▶ [What you have to do]
The first line of the entries through the line bearing "extraction for the": copy these lines exactly and return nothing else.

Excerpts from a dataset
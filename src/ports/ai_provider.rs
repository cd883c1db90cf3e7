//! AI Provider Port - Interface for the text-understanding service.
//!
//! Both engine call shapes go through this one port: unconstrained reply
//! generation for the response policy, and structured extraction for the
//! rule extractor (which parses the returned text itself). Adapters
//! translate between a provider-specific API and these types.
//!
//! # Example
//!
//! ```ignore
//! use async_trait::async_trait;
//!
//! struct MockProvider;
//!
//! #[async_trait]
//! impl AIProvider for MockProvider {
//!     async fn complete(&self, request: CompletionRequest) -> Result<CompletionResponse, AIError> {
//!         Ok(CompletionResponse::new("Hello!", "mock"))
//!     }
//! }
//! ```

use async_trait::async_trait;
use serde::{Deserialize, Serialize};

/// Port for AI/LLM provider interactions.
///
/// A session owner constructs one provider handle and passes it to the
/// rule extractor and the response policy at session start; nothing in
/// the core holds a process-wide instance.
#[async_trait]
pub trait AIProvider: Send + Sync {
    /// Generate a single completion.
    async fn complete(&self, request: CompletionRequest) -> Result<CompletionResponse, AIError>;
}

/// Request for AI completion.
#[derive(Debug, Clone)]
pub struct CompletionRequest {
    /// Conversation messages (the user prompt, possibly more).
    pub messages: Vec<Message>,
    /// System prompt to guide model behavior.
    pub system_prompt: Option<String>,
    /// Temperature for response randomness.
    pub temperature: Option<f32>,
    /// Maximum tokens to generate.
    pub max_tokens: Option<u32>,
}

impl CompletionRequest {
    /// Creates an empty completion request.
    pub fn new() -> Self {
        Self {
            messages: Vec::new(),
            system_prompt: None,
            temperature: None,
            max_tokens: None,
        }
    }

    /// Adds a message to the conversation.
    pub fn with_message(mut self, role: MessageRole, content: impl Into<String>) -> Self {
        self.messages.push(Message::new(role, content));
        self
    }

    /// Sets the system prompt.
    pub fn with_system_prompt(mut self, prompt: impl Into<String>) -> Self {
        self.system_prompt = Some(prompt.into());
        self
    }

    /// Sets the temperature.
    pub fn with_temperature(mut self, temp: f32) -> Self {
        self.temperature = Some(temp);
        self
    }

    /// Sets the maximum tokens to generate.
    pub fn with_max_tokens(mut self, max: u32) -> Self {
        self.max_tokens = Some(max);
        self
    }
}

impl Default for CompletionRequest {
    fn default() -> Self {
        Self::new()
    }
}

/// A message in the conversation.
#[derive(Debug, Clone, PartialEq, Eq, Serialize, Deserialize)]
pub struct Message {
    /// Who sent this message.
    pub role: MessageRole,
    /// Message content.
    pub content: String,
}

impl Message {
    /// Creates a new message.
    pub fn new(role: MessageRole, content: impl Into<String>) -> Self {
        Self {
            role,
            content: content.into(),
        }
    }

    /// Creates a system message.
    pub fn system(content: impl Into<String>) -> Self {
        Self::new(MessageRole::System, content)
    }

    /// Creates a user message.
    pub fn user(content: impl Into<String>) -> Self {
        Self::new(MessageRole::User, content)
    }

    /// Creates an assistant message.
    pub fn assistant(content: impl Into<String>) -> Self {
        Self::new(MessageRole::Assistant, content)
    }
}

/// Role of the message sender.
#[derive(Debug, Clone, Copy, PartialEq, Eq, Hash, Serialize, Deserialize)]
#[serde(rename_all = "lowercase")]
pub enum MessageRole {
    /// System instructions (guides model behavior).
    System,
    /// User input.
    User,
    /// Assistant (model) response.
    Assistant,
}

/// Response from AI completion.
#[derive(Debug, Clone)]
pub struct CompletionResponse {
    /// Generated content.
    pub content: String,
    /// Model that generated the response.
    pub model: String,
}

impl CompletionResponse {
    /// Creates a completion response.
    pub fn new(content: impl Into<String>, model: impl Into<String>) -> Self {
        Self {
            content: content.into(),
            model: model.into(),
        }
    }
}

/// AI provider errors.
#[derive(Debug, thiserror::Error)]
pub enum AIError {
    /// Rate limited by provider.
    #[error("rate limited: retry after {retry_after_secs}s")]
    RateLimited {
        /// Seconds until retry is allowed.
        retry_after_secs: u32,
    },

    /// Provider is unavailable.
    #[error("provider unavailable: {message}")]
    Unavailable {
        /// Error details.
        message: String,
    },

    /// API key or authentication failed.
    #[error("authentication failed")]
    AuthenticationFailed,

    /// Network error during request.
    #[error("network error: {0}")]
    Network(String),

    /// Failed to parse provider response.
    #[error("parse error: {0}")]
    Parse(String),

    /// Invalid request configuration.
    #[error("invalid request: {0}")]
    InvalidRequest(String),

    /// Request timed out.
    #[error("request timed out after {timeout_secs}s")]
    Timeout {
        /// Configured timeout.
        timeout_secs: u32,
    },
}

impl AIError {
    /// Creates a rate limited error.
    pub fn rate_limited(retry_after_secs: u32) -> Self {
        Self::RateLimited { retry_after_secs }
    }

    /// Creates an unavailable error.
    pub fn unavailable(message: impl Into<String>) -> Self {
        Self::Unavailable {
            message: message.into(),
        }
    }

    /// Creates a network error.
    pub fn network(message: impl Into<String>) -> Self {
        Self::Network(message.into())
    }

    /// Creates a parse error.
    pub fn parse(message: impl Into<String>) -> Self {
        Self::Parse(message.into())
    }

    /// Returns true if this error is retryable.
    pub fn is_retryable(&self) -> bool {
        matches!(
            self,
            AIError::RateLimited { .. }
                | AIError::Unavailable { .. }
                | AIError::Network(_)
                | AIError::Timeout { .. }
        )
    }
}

▶ [Exercise solution]
filename src/ports/ai_provider.rs
repository cd883c1db90cf3e7
//! AI Provider Port - Interface for the text-understanding service.
//!
//! Both engine call shapes go through this one port: unconstrained reply
//! generation for the response policy, and structured extraction for the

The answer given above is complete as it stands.